**Work instruction:**
Each line from the start of the entries through the line that contains "descriptors = ChainDescriptor::load_all(base_dir).map_err(|e|" should be output exactly, please.

**Provided material:**
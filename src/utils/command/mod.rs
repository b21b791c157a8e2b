mod error;
mod executor;

pub use error::CommandError;
pub use executor::{process_command_output, CommandExecutor, ProcessCommandExecutor};
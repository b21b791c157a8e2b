//! Chain descriptor repository.
//!
//! Loads every `chain.json` found one level below a chain registry directory and keeps them
//! keyed by directory name, in lexicographic order.

use std::{
	collections::BTreeMap,
	path::{Path, PathBuf},
};

use crate::{
	models::{ChainDescriptor, ConfigLoader},
	repositories::error::RepositoryError,
};

pub struct DescriptorRepository {
	pub base_dir: PathBuf,
	pub descriptors: BTreeMap<String, ChainDescriptor>,
}

impl DescriptorRepository {
	/// Scans `base_dir` and loads every descriptor that can be read.
	///
	/// # Errors
	/// Fails only when `base_dir` itself cannot be listed.
	pub fn new(base_dir: &Path) -> Result<Self, RepositoryError> {
		let descriptors = ChainDescriptor::load_all(base_dir).map_err(|e| {
			RepositoryError::load_error(format!("Failed to load chain descriptors: {}", e))
		})?;
		Ok(DescriptorRepository {
			base_dir: base_dir.to_path_buf(),
			descriptors,
		})
	}
}

pub trait DescriptorRepositoryTrait {
	fn get(&self, chain_dir: &str) -> Option<ChainDescriptor>;
	fn get_all(&self) -> BTreeMap<String, ChainDescriptor>;
	/// Directory a descriptor was loaded from
	fn chain_directory(&self, chain_dir: &str) -> Result<PathBuf, RepositoryError>;
}

impl DescriptorRepositoryTrait for DescriptorRepository {
	fn get(&self, chain_dir: &str) -> Option<ChainDescriptor> {
		self.descriptors.get(chain_dir).cloned()
	}

	fn get_all(&self) -> BTreeMap<String, ChainDescriptor> {
		self.descriptors.clone()
	}

	fn chain_directory(&self, chain_dir: &str) -> Result<PathBuf, RepositoryError> {
		if !self.descriptors.contains_key(chain_dir) {
			return Err(RepositoryError::internal_error(format!(
				"No descriptor loaded for '{}'",
				chain_dir
			)));
		}
		Ok(self.base_dir.join(chain_dir))
	}
}
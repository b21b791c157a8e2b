mod clients;

pub use clients::*;
pub use repositories::*;
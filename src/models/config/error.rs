//! Descriptor loading errors.
//!
//! Every variant names the file or directory it concerns, and field level problems also name
//! the offending field in JSON path notation (`peers.seeds[0]`), so a registry maintainer can
//! go straight to the broken entry.

use log::error;
use std::{
	error::Error,
	fmt,
	path::{Path, PathBuf},
};

/// A descriptor field that failed structural validation
#[derive(Debug, Clone, PartialEq, Eq)]
pub struct FieldIssue {
	/// JSON path of the field, e.g. `peers.persistent_peers[2]`
	pub field: String,
	pub reason: String,
}

impl FieldIssue {
	pub fn new(field: impl Into<String>, reason: impl Into<String>) -> Self {
		Self {
			field: field.into(),
			reason: reason.into(),
		}
	}
}

impl fmt::Display for FieldIssue {
	fn fmt(&self, f: &mut fmt::Formatter<'_>) -> fmt::Result {
		write!(f, "{}: {}", self.field, self.reason)
	}
}

/// Errors raised while reading chain descriptors from a registry
#[derive(Debug)]
pub enum ConfigError {
	/// The registry root is missing or cannot be listed
	RegistryUnreadable { path: PathBuf, reason: String },

	/// A descriptor file cannot be opened, or is not a JSON file
	DescriptorUnreadable { path: PathBuf, reason: String },

	/// A descriptor is not JSON of the expected shape
	MalformedDescriptor { path: PathBuf, reason: String },

	/// A descriptor parsed but one of its fields is unusable
	InvalidField {
		path: PathBuf,
		field: String,
		reason: String,
	},
}

impl ConfigError {
	fn format_message(&self) -> String {
		match self {
			Self::RegistryUnreadable { path, reason } => {
				format!("Cannot read chain registry {}: {}", path.display(), reason)
			}
			Self::DescriptorUnreadable { path, reason } => {
				format!("Cannot read descriptor {}: {}", path.display(), reason)
			}
			Self::MalformedDescriptor { path, reason } => {
				format!("Malformed descriptor {}: {}", path.display(), reason)
			}
			Self::InvalidField {
				path,
				field,
				reason,
			} => format!(
				"Invalid field '{}' in descriptor {}: {}",
				field,
				path.display(),
				reason
			),
		}
	}

	/// Path of the registry directory or descriptor file the error concerns
	pub fn path(&self) -> &Path {
		match self {
			Self::RegistryUnreadable { path, .. }
			| Self::DescriptorUnreadable { path, .. }
			| Self::MalformedDescriptor { path, .. }
			| Self::InvalidField { path, .. } => path,
		}
	}

	/// Create a registry error and log it
	pub fn registry_unreadable(path: &Path, reason: impl ToString) -> Self {
		let error = Self::RegistryUnreadable {
			path: path.to_path_buf(),
			reason: reason.to_string(),
		};
		error!("{}", error.format_message());
		error
	}

	/// Create an unreadable descriptor error and log it
	pub fn descriptor_unreadable(path: &Path, reason: impl ToString) -> Self {
		let error = Self::DescriptorUnreadable {
			path: path.to_path_buf(),
			reason: reason.to_string(),
		};
		error!("{}", error.format_message());
		error
	}

	/// Create a malformed descriptor error and log it
	pub fn malformed_descriptor(path: &Path, reason: impl ToString) -> Self {
		let error = Self::MalformedDescriptor {
			path: path.to_path_buf(),
			reason: reason.to_string(),
		};
		error!("{}", error.format_message());
		error
	}

	/// Create an invalid field error from a validation issue and log it
	pub fn invalid_field(path: &Path, issue: FieldIssue) -> Self {
		let error = Self::InvalidField {
			path: path.to_path_buf(),
			field: issue.field,
			reason: issue.reason,
		};
		error!("{}", error.format_message());
		error
	}
}

impl fmt::Display for ConfigError {
	fn fmt(&self, f: &mut fmt::Formatter<'_>) -> fmt::Result {
		write!(f, "{}", self.format_message())
	}
}

impl Error for ConfigError {}
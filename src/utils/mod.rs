//! Utility modules for common functionality.
//!
//! This module provides various utility functions and types that are used across
//! the application. Currently includes:
//!
//! - command: Execution of external commands with a timeout
//! - constants: Constants for the application
//! - logging: Logging utilities
//! - tests: Builders for test fixtures

mod command;

pub mod constants;
pub mod logging;
pub mod tests;

pub use command::{process_command_output, CommandError, CommandExecutor, ProcessCommandExecutor};
pub use constants::*;
use crate::utils::command::error::CommandError;
use async_trait::async_trait;
use log::debug;
use std::{process::Stdio, time::Duration};
use tokio::time::timeout;

/// Runs an external program and returns what it printed on stdout.
/// Implementors must be both Send and Sync to ensure thread safety.
#[async_trait]
pub trait CommandExecutor: Send + Sync {
	/// Executes the program with the given arguments.
	///
	/// # Arguments
	/// * `args` - Arguments passed to the program, without any shell interpretation
	///
	/// # Returns
	/// * `Result<String, CommandError>` - Captured stdout on success
	async fn execute(&self, args: &[String]) -> Result<String, CommandError>;
}

/// Executes a program as a child process with a timeout.
pub struct ProcessCommandExecutor {
	/// Program name or path, resolved through `PATH`
	pub program: String,
	pub timeout_ms: u64,
}

impl ProcessCommandExecutor {
	pub fn new(program: impl Into<String>, timeout_ms: u64) -> Self {
		Self {
			program: program.into(),
			timeout_ms,
		}
	}
}

#[async_trait]
impl CommandExecutor for ProcessCommandExecutor {
	async fn execute(&self, args: &[String]) -> Result<String, CommandError> {
		debug!("Running {} {}", self.program, args.join(" "));

		let cmd = tokio::process::Command::new(&self.program)
			.args(args)
			.stdin(Stdio::null())
			.stdout(Stdio::piped())
			.stderr(Stdio::piped())
			.kill_on_drop(true)
			.spawn()
			.map_err(|e| {
				CommandError::system_error(format!("Failed to start '{}': {}", self.program, e))
			})?;

		let timeout_duration = Duration::from_millis(self.timeout_ms);

		match timeout(timeout_duration, cmd.wait_with_output()).await {
			Ok(result) => {
				let output = result.map_err(|e| CommandError::system_error(e.to_string()))?;
				process_command_output(output)
			}
			Err(_) => Err(CommandError::timeout_error(format!(
				"'{}' did not finish within {}ms",
				self.program, self.timeout_ms
			))),
		}
	}
}

/// Processes the output of a finished command.
///
/// # Arguments
/// * `output` - The process output containing stdout, stderr, and status
///
/// # Returns
/// * `Result<String, CommandError>` - stdout decoded as UTF-8 (lossy)
///
/// # Errors
/// Returns an execution error carrying stderr, or the exit status when stderr is empty, if the
/// command exited unsuccessfully.
pub fn process_command_output(output: std::process::Output) -> Result<String, CommandError> {
	if !output.status.success() {
		let stderr = String::from_utf8_lossy(&output.stderr).to_string();
		let message = if stderr.trim().is_empty() {
			format!("command exited with {}", output.status)
		} else {
			stderr
		};
		return Err(CommandError::execution_error(message));
	}

	Ok(String::from_utf8_lossy(&output.stdout).to_string())
}
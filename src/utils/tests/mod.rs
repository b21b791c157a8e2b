//! Test helper utilities
//!
//! This module contains test helper utilities for the application.
//!
//! - `builders`: Test helper utilities for creating test instances of models

pub mod builders {
	pub mod descriptor;
}

pub use builders::*;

**Your response:**
filename src/utils/command/mod.rs
repository b21b791c157a8e2b
mod error;
mod executor;

pub use error::CommandError;
pub use executor::{process_command_output, CommandExecutor, ProcessCommandExecutor};
repository b21b791c157a8e2b
//! Chain descriptor repository.
//!
//! Loads every `chain.json` found one level below a chain registry directory and keeps them
//! keyed by directory name, in lexicographic order.

use std::{
	collections::BTreeMap,
	path::{Path, PathBuf},
};

use crate::{
	models::{ChainDescriptor, ConfigLoader},
	repositories::error::RepositoryError,
};

pub struct DescriptorRepository {
	pub base_dir: PathBuf,
	pub descriptors: BTreeMap<String, ChainDescriptor>,
}

impl DescriptorRepository {
	/// Scans `base_dir` and loads every descriptor that can be read.
	///
	/// # Errors
	/// Fails only when `base_dir` itself cannot be listed.
	pub fn new(base_dir: &Path) -> Result<Self, RepositoryError> {
		let descriptors = ChainDescriptor::load_all(base_dir).map_err(|e| {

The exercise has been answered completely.